Bush sabia que havia presos inocentes em Guantánamo, diz jornal
O ex-presidente americano George W. Bush (2001-2009) e os principais nomes de seu governo sabiam que na prisão para suspeitos de terrorismo de Guantánamo, em Cuba, havia presos inocentes, segundo um documento revelado nesta sexta-feira pelo jornal britânico "The Times".
Segundo o jornal Bush, seu então vice, Dick Cheney, e seu então secretário de Defesa, Donald Rumsfeld, encobriram a informação de que havia "centenas" de inocentes em guantánamo, com medo de que a libertação deles prejudicaria a Guerra no Iraque e a "guerra ao terror".
Eduardo Munoz/Reuters |
George W. Bush sabia da inocência dos presos, diz "Times" |
O documento é uma declaração assinada pelo coronel Lawrence Wilkerson, assessor do ex-secretário de Estado americano Colin Powell.
Ele assinou o texto para apoiar um processo judicial apresentado por Adel Hassan Hamad, sudanês que esteve preso em Guantánamo entre março de 2003 e dezembro de 2007 e que denunciou o governo dos EUA pelas torturas que teria sofrido.
É o primeiro depoimento por escrito de um alto funcionário do governo Bush que reconhece que Washington manteve vários detentos na base naval da ilha de Cuba com pleno conhecimento de que não pertenciam a grupos terroristas.
A prisão de Guantánamo foi improvisada pelo governo Bush em 2002, com as primeiras prisões de supostos terroristas, capturados na "guerra ao terror" decretada os ataques de 11 de Setembro.
A maioria dos detentos de Guantánamo passou anos sem acusação formal ou julgamento, graças à estratégia do governo Bush de criar um "buraco negro legal". Pelo entendimento do antigo governo, os suspeitos não podiam recorrer às garantias da Constituição americana --por não estarem nos EUA-- e não precisavam ser tratados de acordo com a Convenção de Genebra --por não serem considerados prisioneiros de guerra, já que não combatiam legalmente por nenhum país.
Vendidos
Wilkerson é especialmente crítico no documento a Cheney e Rumsfeld. Segundo ele, ambos rejeitaram libertar os prisioneiros de inocência comprovada.

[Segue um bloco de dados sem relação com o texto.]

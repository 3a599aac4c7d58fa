use chrono::{DateTime, Utc};
use rusqlite::{params, Connection, OptionalExtension};
use tracing::{debug, info};

use crate::config::PASS_THRESHOLD;
use crate::error::{CoreError, Result};
use crate::models::PromptAgent;
use crate::scorer::SdScorer;

/// Rough token estimate: one token per four characters of trimmed text.
pub fn estimate_tokens(text: &str) -> usize {
    let chars = text.trim().chars().count();
    chars.div_ceil(4)
}

/// Persistent store of assembled agents, SQLite-backed, keyed by agent id.
///
/// Every save rescoring the identity keeps `sd_score` consistent with the
/// stored name and domain, whatever the caller sent.
///
/// Methods take `&self`: the `Connection` serializes access itself.
pub struct AgentStore {
    conn: Connection,
    scorer: SdScorer,
}

impl AgentStore {
    /// Open a store backed by an in-memory SQLite database.
    pub fn in_memory() -> Result<Self> {
        let conn = Connection::open_in_memory()?;
        Self::with_connection(conn)
    }

    /// Open (or create) a store backed by a SQLite file.
    pub fn persistent(path: &str) -> Result<Self> {
        let conn = Connection::open(path)?;
        let store = Self::with_connection(conn)?;
        info!(path, "agent store opened");
        Ok(store)
    }

    fn with_connection(conn: Connection) -> Result<Self> {
        let store = Self {
            conn,
            scorer: SdScorer::new(),
        };
        store.init_schema()?;
        Ok(store)
    }

    fn init_schema(&self) -> Result<()> {
        self.conn.execute_batch(
            "
            CREATE TABLE IF NOT EXISTS agents (
                id TEXT PRIMARY KEY,
                name TEXT NOT NULL,
                domain TEXT NOT NULL,
                sd_score REAL NOT NULL,
                token_count INTEGER NOT NULL,
                created_at TEXT NOT NULL,
                body TEXT NOT NULL            -- JSON PromptAgent
            );

            CREATE INDEX IF NOT EXISTS idx_agents_name ON agents(name);
            CREATE INDEX IF NOT EXISTS idx_agents_sd ON agents(sd_score);
            CREATE INDEX IF NOT EXISTS idx_agents_created ON agents(created_at);
            ",
        )?;
        Ok(())
    }

    /// Insert or replace an agent. Returns the stored SD score.
    pub fn save(&self, agent: &PromptAgent) -> Result<f64> {
        if agent.id.trim().is_empty() {
            return Err(CoreError::InvalidAgent("agent id is empty".to_string()));
        }

        let mut record = agent.clone();
        record.identity.sd_score = self
            .scorer
            .calculate(&record.identity.name, &record.identity.domain)
            .score;
        record.metadata.token_count = record
            .text_fields()
            .iter()
            .map(|t| estimate_tokens(t))
            .sum();

        let body = serde_json::to_string(&record)?;
        self.conn.execute(
            "INSERT INTO agents (id, name, domain, sd_score, token_count, created_at, body)
             VALUES (?1, ?2, ?3, ?4, ?5, ?6, ?7)
             ON CONFLICT(id) DO UPDATE SET
                name = excluded.name,
                domain = excluded.domain,
                sd_score = excluded.sd_score,
                token_count = excluded.token_count,
                body = excluded.body",
            params![
                record.id,
                record.identity.name,
                record.identity.domain,
                record.identity.sd_score,
                record.metadata.token_count as i64,
                record.metadata.created_at.to_rfc3339(),
                body,
            ],
        )?;

        debug!(
            id = %record.id,
            sd = record.identity.sd_score,
            tokens = record.metadata.token_count,
            "agent saved"
        );
        Ok(record.identity.sd_score)
    }

    /// Load one agent by id.
    pub fn get(&self, id: &str) -> Result<PromptAgent> {
        let body: Option<String> = self
            .conn
            .query_row("SELECT body FROM agents WHERE id = ?1", params![id], |row| {
                row.get(0)
            })
            .optional()?;

        match body {
            Some(json) => Ok(serde_json::from_str(&json)?),
            None => Err(CoreError::AgentNotFound(id.to_string())),
        }
    }

    /// All agents, oldest first, optionally filtered by minimum SD.
    pub fn list(&self, min_sd: Option<f64>) -> Result<Vec<PromptAgent>> {
        let min_sd = min_sd.unwrap_or(0.0);
        let mut stmt = self.conn.prepare(
            "SELECT body FROM agents
             WHERE sd_score >= ?1
             ORDER BY created_at ASC, id ASC",
        )?;

        let rows = stmt.query_map(params![min_sd], |row| row.get::<_, String>(0))?;
        let mut agents = Vec::new();
        for row in rows {
            agents.push(serde_json::from_str(&row?)?);
        }
        Ok(agents)
    }

    /// Delete an agent. Returns whether a row was removed.
    pub fn delete(&self, id: &str) -> Result<bool> {
        let removed = self
            .conn
            .execute("DELETE FROM agents WHERE id = ?1", params![id])?;
        debug!(id, removed, "agent delete");
        Ok(removed > 0)
    }

    pub fn count(&self) -> Result<usize> {
        let count: i64 = self
            .conn
            .query_row("SELECT COUNT(*) FROM agents", [], |row| row.get(0))?;
        Ok(count as usize)
    }

    /// Snapshot of the store.
    pub fn summary(&self) -> Result<StoreSummary> {
        let (total, average, passing, newest): (i64, Option<f64>, i64, Option<String>) =
            self.conn.query_row(
                "SELECT COUNT(*), AVG(sd_score),
                        COALESCE(SUM(CASE WHEN sd_score >= ?1 THEN 1 ELSE 0 END), 0),
                        MAX(created_at)
                 FROM agents",
                params![PASS_THRESHOLD],
                |row| Ok((row.get(0)?, row.get(1)?, row.get(2)?, row.get(3)?)),
            )?;

        let newest = match newest {
            Some(s) => Some(DateTime::parse_from_rfc3339(&s)?.with_timezone(&Utc)),
            None => None,
        };

        Ok(StoreSummary {
            total_agents: total as usize,
            passing_agents: passing as usize,
            average_sd: average.unwrap_or(0.0),
            newest,
        })
    }
}

#[derive(Debug, Clone)]
pub struct StoreSummary {
    pub total_agents: usize,
    /// Agents at or above the pass bar
    pub passing_agents: usize,
    pub average_sd: f64,
    pub newest: Option<DateTime<Utc>>,
}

No testemunho, Wilkerson afirma que a Casa Branca teve a certeza de que a maioria dos 742 prisioneiros enviados inicialmente a Guantánamo, em 2002, era inocente, "mas era politicamente impossível libertá-los".
O coronel diz que, se os inocentes fossem libertados, ficaria claro como a "guerra ao terror" estava sendo mal operada e ameaçaria a liderança de Rumsfeld no Departamento de Defesa.
O militar, muito crítico nos últimos anos à política antiterrorista e militar da Administração Bush, explica que os prisioneiros nunca viram um soldado dos EUA quando foram detidos e que muitos foram "vendidos" pelo Afeganistão e Paquistão por US$ 5 mil cada.
O coronel Wilkerson afirma que o ex-vice-presidente não se preocupava com o fato de que a grande maioria dos detidos de Guantánamo fosse inocente.
"Se centenas de indivíduos inocentes tinham que sofrer para deter alguns terroristas destacados, que assim fosse", diz no texto.
O militar, que serviu durante 31 anos nas Forças Armadas dos EUA, explica que discutiu o assunto com Powell e comprovou que "sua visão era de que não só o vice-presidente Cheney e o secretário Rumsfeld, mas também o presidente Bush, estavam envolvidos em todas as decisões relacionadas com Guantánamo".
Guantánamo
A base naval dos EUA em Guantánamo foi fundada em 1898, durante a guerra Hispano-Americana. Um tratado de 1934 determina que ela só pode ser devolvida a Cuba por acordo mútuo ou uma saída unilateral dos EUA.
O regime comunista de Cuba, que subiu ao poder em 1959, pede a devolução do território, de 115 km², e não aceita os pagamentos feitos pelos EUA pela utilização da base.